The CIT(A) upheld the denial of TDS credit, ruling that credit could not be given unless the amount appeared in Form 26AS. The body also advised the taxpayer to ask the deductors to correct their e-TDS filings to allow the credit.
Unhappy with this decision, the taxpayer approached the Income Tax Appellate Tribunal (ITAT) in Mumbai. On Sept. 30, the ITAT ruled in his favour and cancelled the tax demand of Rs 1 crore.
During the hearing, Judicial Member Amit Shukla and Accountant Member Girish Agrawal stated that they carefully reviewed all submissions and documents. They emphasised that the case hinges on a simple principle: TDS credit should not be denied solely because it is missing from Form 26AS, especially when evidence proves tax was deducted and paid.

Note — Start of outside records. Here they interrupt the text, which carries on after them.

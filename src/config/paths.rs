//! Cross-platform configuration paths via the `dirs` crate.
//!
//! `settings.toml` lives in the platform config directory:
//!
//!   Windows: %APPDATA%\dictate\settings.toml
//!   macOS:   ~/Library/Application Support/dictate/settings.toml
//!   Linux:   ~/.config/dictate/settings.toml

use std::path::PathBuf;

/// Resolved application paths.
#[derive(Debug, Clone)]
pub struct AppPaths {
    /// Directory holding `settings.toml`.
    pub config_dir: PathBuf,
    /// Full path to `settings.toml`.
    pub settings_file: PathBuf,
}

impl AppPaths {
    const APP_NAME: &'static str = "dictate";

    /// Resolve paths, falling back to the current directory if the platform
    /// cannot provide a standard location.
    pub fn new() -> Self {
        let config_dir = dirs::config_dir()
            .unwrap_or_else(|| PathBuf::from("."))
            .join(Self::APP_NAME);
        let settings_file = config_dir.join("settings.toml");

        Self {
            config_dir,
            settings_file,
        }
    }
}

impl Default for AppPaths {
    fn default() -> Self {
        Self::new()
    }
}

#[cfg(test)]
mod tests {
    use super::*;

    #[test]
    fn settings_file_lives_under_config_dir() {
        let paths = AppPaths::new();
        assert!(paths.settings_file.starts_with(&paths.config_dir));
        assert!(paths
            .settings_file
            .file_name()
            .is_some_and(|name| name == "settings.toml"));
    }
}
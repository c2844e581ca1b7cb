//! Streaming connection to the remote speech recognizer.
//!
//! The recognizer exposes a batch HTTP endpoint; its streaming interface
//! lives at the same host behind a websocket, reached by rewriting the
//! scheme (`http→ws`, `https→wss`) and appending a `stream` path segment
//! ([`streaming_url`]).  Everything beyond connect / send-bytes /
//! receive-transcript / close is opaque to this crate.
//!
//! Inference latency exceeds round-trip time: after signalling end-of-input
//! with [`TranscriptionChannel::stop`], callers wait a bounded time for a
//! final transcript or a disconnect before tearing down.
//!
//! Senders must aggregate capture buffers into larger messages (reference
//! ≥500 ms) to bound message rate; [`AudioBatcher`] does the bookkeeping.

pub mod ws;

use async_trait::async_trait;
use thiserror::Error;
use tokio::sync::mpsc;

pub use ws::WsTranscriptionChannel;

// ---------------------------------------------------------------------------
// Transcript / ChannelEvent
// ---------------------------------------------------------------------------

/// One recognizer hypothesis: server-authoritative cumulative text.
///
/// Each newer hypothesis supersedes the previous one; a final hypothesis
/// closes the current segment.
#[derive(Debug, Clone, PartialEq, Eq)]
pub struct Transcript {
    pub text: String,
    pub is_final: bool,
}

/// Events delivered by the channel's receive side.
#[derive(Debug, Clone)]
pub enum ChannelEvent {
    Transcript(Transcript),
    /// The connection failed mid-stream; a `Disconnected` follows.
    Error(String),
    /// The connection is gone (server close, network drop, or after stop).
    Disconnected,
}

// ---------------------------------------------------------------------------
// ChannelError
// ---------------------------------------------------------------------------

/// Errors raised by channel operations.
#[derive(Debug, Error)]
pub enum ChannelError {
    /// The configured endpoint is not an http(s) URL.
    #[error("recognizer endpoint is not an http(s) URL: {0}")]
    InvalidEndpoint(String),

    #[error("failed to connect to recognizer: {0}")]
    Connect(String),

    #[error("failed to send to recognizer: {0}")]
    Send(String),

    /// An operation was attempted before `connect` succeeded.
    #[error("channel is not connected")]
    NotConnected,
}

// ---------------------------------------------------------------------------
// TranscriptionChannel
// ---------------------------------------------------------------------------

/// Persistent bidirectional connection to the recognizer.
///
/// Implementations must be `Send` so a session task can own one; events
/// arrive on the receiver returned by `connect` and may be concurrent with
/// audio submission.
#[async_trait]
pub trait TranscriptionChannel: Send + Sync {
    /// Open the connection and return the event stream.
    async fn connect(&mut self) -> Result<mpsc::Receiver<ChannelEvent>, ChannelError>;

    /// Transmit one aggregated audio message, in capture order.
    async fn send_audio(&mut self, bytes: Vec<u8>) -> Result<(), ChannelError>;

    /// Signal end-of-input.  The connection stays up so the recognizer can
    /// deliver its final transcript.
    async fn stop(&mut self) -> Result<(), ChannelError>;

    /// Dispose of the connection.  Idempotent.
    async fn close(&mut self);
}

// ---------------------------------------------------------------------------
// streaming_url
// ---------------------------------------------------------------------------

/// Derive the websocket streaming URL from the batch endpoint.
pub fn streaming_url(endpoint: &str) -> Result<String, ChannelError> {
    let rewritten = if let Some(rest) = endpoint.strip_prefix("https://") {
        format!("wss://{rest}")
    } else if let Some(rest) = endpoint.strip_prefix("http://") {
        format!("ws://{rest}")
    } else {
        return Err(ChannelError::InvalidEndpoint(endpoint.to_string()));
    };
    Ok(format!("{}/stream", rewritten.trim_end_matches('/')))
}

// ---------------------------------------------------------------------------
// AudioBatcher
// ---------------------------------------------------------------------------

/// Aggregates capture buffers into recognizer-sized messages.
///
/// [`push`](Self::push) returns a batch once at least `min_bytes` have
/// accumulated; [`flush`](Self::flush) hands back whatever remains for the
/// stop path.
pub struct AudioBatcher {
    pending: Vec<u8>,
    min_bytes: usize,
    dispatched_bytes: u64,
}

impl AudioBatcher {
    pub fn new(min_bytes: usize) -> Self {
        Self {
            pending: Vec::new(),
            min_bytes: min_bytes.max(1),
            dispatched_bytes: 0,
        }
    }

    /// Batcher sized for `aggregate_ms` of 16-bit mono PCM at `sample_rate`.
    pub fn for_window(aggregate_ms: u32, sample_rate: u32) -> Self {
        let min_bytes = (sample_rate as usize * 2 * aggregate_ms as usize) / 1000;
        Self::new(min_bytes)
    }

    /// Add a capture buffer; returns a full batch when the threshold is met.
    pub fn push(&mut self, bytes: &[u8]) -> Option<Vec<u8>> {
        self.pending.extend_from_slice(bytes);
        if self.pending.len() >= self.min_bytes {
            let batch = std::mem::take(&mut self.pending);
            self.dispatched_bytes += batch.len() as u64;
            Some(batch)
        } else {
            None
        }
    }

    /// Take any buffered remainder (stop path).
    pub fn flush(&mut self) -> Option<Vec<u8>> {
        if self.pending.is_empty() {
            return None;
        }
        let batch = std::mem::take(&mut self.pending);
        self.dispatched_bytes += batch.len() as u64;
        Some(batch)
    }

    /// Total bytes handed out so far; zero means nothing was ever sent.
    pub fn dispatched_bytes(&self) -> u64 {
        self.dispatched_bytes
    }
}

// ---------------------------------------------------------------------------
// Tests
// ---------------------------------------------------------------------------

ITAT Mumbai was quoted as saying by ET: “In our opinion the answer must be in the negative. Section 205 of the Income Tax Act, 1961 erects a clear bar against making a direct demand on the assessee to the extent tax has been deducted at source from his income. The moment deduction is shown on the strength of primary evidence, the embargo of Section 205 attaches and the deductee cannot again be called upon to bear the burden.”
ITAT Mumbai also noted that past high court rulings align on TDS credit issues. In Yashpal Sahni v. Rekha Hajarnavis, the court ruled that once TDS is proven, Section 205 bars the revenue from recovering the same tax again from the taxpayer, the report added.